(Saved data entries)
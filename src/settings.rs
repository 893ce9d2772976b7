use std::path::PathBuf;

use serde::{Deserialize, Serialize};

use crate::cascade::{DEFAULT_ACCEPT_THRESHOLD, DEFAULT_EXTERNAL_MIN_CONFIDENCE};
use crate::cache::DEFAULT_LEARN_THRESHOLD;
use crate::error::{Result, TallyError};

#[derive(Debug, Clone, Serialize, Deserialize)]
pub struct Settings {
    pub data_dir: String,
    #[serde(default = "default_accept_threshold")]
    pub accept_threshold: f64,
    #[serde(default = "default_learn_threshold")]
    pub learn_threshold: f64,
    #[serde(default = "default_external_min_confidence")]
    pub external_min_confidence: f64,
    /// Classifier URL; unset means the external tier is skipped.
    #[serde(default)]
    pub external_endpoint: Option<String>,
    /// Name of the environment variable holding the classifier API key.
    #[serde(default = "default_api_key_env")]
    pub external_api_key_env: String,
    #[serde(default = "default_timeout_ms")]
    pub timeout_ms: u64,
    #[serde(default = "default_max_retries")]
    pub max_retries: u32,
    #[serde(default = "default_backoff_ms")]
    pub backoff_ms: u64,
    #[serde(default = "default_breaker_threshold")]
    pub breaker_threshold: u32,
    #[serde(default)]
    pub reporting_period_days: Option<i64>,
    /// Worker threads for batch runs; 0 uses available parallelism.
    #[serde(default)]
    pub workers: usize,
    #[serde(default)]
    pub taxonomy_path: Option<String>,
    #[serde(default)]
    pub metrics_config_path: Option<String>,
}

fn default_accept_threshold() -> f64 {
    DEFAULT_ACCEPT_THRESHOLD
}

fn default_learn_threshold() -> f64 {
    DEFAULT_LEARN_THRESHOLD
}

fn default_external_min_confidence() -> f64 {
    DEFAULT_EXTERNAL_MIN_CONFIDENCE
}

fn default_api_key_env() -> String {
    "TALLYMAN_CLASSIFIER_KEY".to_string()
}

fn default_timeout_ms() -> u64 {
    5000
}

fn default_max_retries() -> u32 {
    2
}

fn default_backoff_ms() -> u64 {
    250
}

fn default_breaker_threshold() -> u32 {
    3
}

impl Default for Settings {
    fn default() -> Self {
        Self {
            data_dir: default_data_dir().to_string_lossy().to_string(),
            accept_threshold: default_accept_threshold(),
            learn_threshold: default_learn_threshold(),
            external_min_confidence: default_external_min_confidence(),
            external_endpoint: None,
            external_api_key_env: default_api_key_env(),
            timeout_ms: default_timeout_ms(),
            max_retries: default_max_retries(),
            backoff_ms: default_backoff_ms(),
            breaker_threshold: default_breaker_threshold(),
            reporting_period_days: None,
            workers: 0,
            taxonomy_path: None,
            metrics_config_path: None,
        }
    }
}

impl Settings {
    pub fn validate(&self) -> Result<()> {
        for (name, value) in [
            ("accept_threshold", self.accept_threshold),
            ("learn_threshold", self.learn_threshold),
            ("external_min_confidence", self.external_min_confidence),
        ] {
            if !(0.0..=1.0).contains(&value) {
                return Err(TallyError::Settings(format!(
                    "{name} must be between 0 and 1, got {value}"
                )));
            }
        }
        if self.external_min_confidence > self.accept_threshold {
            return Err(TallyError::Settings(
                "external_min_confidence cannot exceed accept_threshold".to_string(),
            ));
        }
        if self.breaker_threshold == 0 {
            return Err(TallyError::Settings("breaker_threshold must be at least 1".to_string()));
        }
        if self.timeout_ms == 0 {
            return Err(TallyError::Settings("timeout_ms must be positive".to_string()));
        }
        Ok(())
    }

    pub fn worker_count(&self) -> usize {
        if self.workers > 0 {
            return self.workers;
        }
        std::thread::available_parallelism()
            .map(|n| n.get())
            .unwrap_or(1)
    }

    pub fn data_path(&self) -> PathBuf {
        PathBuf::from(shellexpand_path(&self.data_dir))
    }

    pub fn db_path(&self) -> PathBuf {
        self.data_path().join("tallyman.db")
    }
}

fn config_dir() -> PathBuf {
    dirs::home_dir()
        .unwrap_or_else(|| PathBuf::from("."))
        .join(".config")
        .join("tallyman")
}

pub fn settings_path() -> PathBuf {
    config_dir().join("settings.json")
}

fn default_data_dir() -> PathBuf {
    dirs::home_dir()
        .unwrap_or_else(|| PathBuf::from("."))
        .join(".local")
        .join("share")
        .join("tallyman")
}

/// Missing file means defaults; an unreadable or invalid one is an error.
pub fn load_settings() -> Result<Settings> {
    let path = settings_path();
    if !path.exists() {
        return Ok(Settings::default());
    }
    let content = std::fs::read_to_string(&path)?;
    let settings: Settings = serde_json::from_str(&content)
        .map_err(|e| TallyError::Settings(format!("{}: {e}", path.display())))?;
    settings.validate()?;
    Ok(settings)
}

pub fn save_settings(settings: &Settings) -> Result<()> {
    let dir = config_dir();
    std::fs::create_dir_all(&dir)?;
    let json = serde_json::to_string_pretty(settings)
        .map_err(|e| TallyError::Settings(e.to_string()))?;
    std::fs::write(settings_path(), format!("{json}\n"))?;
    Ok(())
}

pub fn shellexpand_path(path: &str) -> String {
    if path.starts_with('~') {
        if let Some(home) = dirs::home_dir() {
            return path.replacen('~', &home.to_string_lossy(), 1);
        }
    }
    path.to_string()
}

#[cfg(test)]
mod tests {
    use super::*;

    #[test]
    fn test_partial_json_merges_with_defaults() {
        let json = r#"{"data_dir": "/tmp/tally", "accept_threshold": 0.9}"#;
        let s: Settings = serde_json::from_str(json).unwrap();
        assert_eq!(s.accept_threshold, 0.9);
        assert_eq!(s.learn_threshold, DEFAULT_LEARN_THRESHOLD);
        assert_eq!(s.max_retries, 2);
        assert!(s.external_endpoint.is_none());
        assert_eq!(s.external_api_key_env, "TALLYMAN_CLASSIFIER_KEY");
    }

    #[test]
    fn test_defaults_validate() {
        let s = Settings::default();
        assert!(s.validate().is_ok());
        assert!(!s.data_dir.is_empty());
        assert!(s.worker_count() >= 1);
    }

    #[test]
    fn test_validate_rejects_out_of_range() {
        let s = Settings {
            accept_threshold: 1.4,
            ..Settings::default()
        };
        assert!(matches!(s.validate(), Err(TallyError::Settings(_))));
        let s = Settings {
            external_min_confidence: 0.99,
            accept_threshold: 0.95,
            ..Settings::default()
        };
        assert!(s.validate().is_err());
    }

    #[test]
    fn test_roundtrip_through_file() {
        let dir = tempfile::tempdir().unwrap();
        let path = dir.path().join("settings.json");
        let settings = Settings {
            data_dir: "/tmp/test".to_string(),
            external_endpoint: Some("http://localhost:9000/classify".to_string()),
            workers: 4,
            ..Settings::default()
        };
        let json = serde_json::to_string_pretty(&settings).unwrap();
        std::fs::write(&path, format!("{json}\n")).unwrap();
        let loaded: Settings = serde_json::from_str(&std::fs::read_to_string(&path).unwrap()).unwrap();
        assert_eq!(loaded.workers, 4);
        assert_eq!(loaded.worker_count(), 4);
        assert_eq!(loaded.db_path(), PathBuf::from("/tmp/test/tallyman.db"));
    }

    #[test]
    fn test_shellexpand_tilde() {
        let expanded = shellexpand_path("~/tally");
        assert!(!expanded.starts_with('~'));
        assert!(expanded.ends_with("tally"));
    }
}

:: Prompt ::
Repeat exactly the lines from the one containing "#[cfg(test)]" through the last line of the records above, both included, and nothing else.

:: Task answer ::
#[cfg(test)]
mod tests {
    use super::*;

    #[test]
    fn test_partial_json_merges_with_defaults() {
        let json = r#"{"data_dir": "/tmp/tally", "accept_threshold": 0.9}"#;
        let s: Settings = serde_json::from_str(json).unwrap();
        assert_eq!(s.accept_threshold, 0.9);
        assert_eq!(s.learn_threshold, DEFAULT_LEARN_THRESHOLD);
        assert_eq!(s.max_retries, 2);
        assert!(s.external_endpoint.is_none());
        assert_eq!(s.external_api_key_env, "TALLYMAN_CLASSIFIER_KEY");
    }

    #[test]
    fn test_defaults_validate() {
        let s = Settings::default();
        assert!(s.validate().is_ok());
        assert!(!s.data_dir.is_empty());
        assert!(s.worker_count() >= 1);
    }

    #[test]
    fn test_validate_rejects_out_of_range() {
        let s = Settings {
            accept_threshold: 1.4,
            ..Settings::default()
        };
        assert!(matches!(s.validate(), Err(TallyError::Settings(_))));
        let s = Settings {
            external_min_confidence: 0.99,
            accept_threshold: 0.95,
            ..Settings::default()
        };
        assert!(s.validate().is_err());
    }

    #[test]
    fn test_roundtrip_through_file() {
        let dir = tempfile::tempdir().unwrap();
        let path = dir.path().join("settings.json");
        let settings = Settings {
            data_dir: "/tmp/test".to_string(),
            external_endpoint: Some("http://localhost:9000/classify".to_string()),
            workers: 4,
            ..Settings::default()
        };
        let json = serde_json::to_string_pretty(&settings).unwrap();
        std::fs::write(&path, format!("{json}\n")).unwrap();
        let loaded: Settings = serde_json::from_str(&std::fs::read_to_string(&path).unwrap()).unwrap();
        assert_eq!(loaded.workers, 4);
        assert_eq!(loaded.worker_count(), 4);
        assert_eq!(loaded.db_path(), PathBuf::from("/tmp/test/tallyman.db"));
    }

    #[test]
    fn test_shellexpand_tilde() {
        let expanded = shellexpand_path("~/tally");
        assert!(!expanded.starts_with('~'));
        assert!(expanded.ends_with("tally"));
    }
}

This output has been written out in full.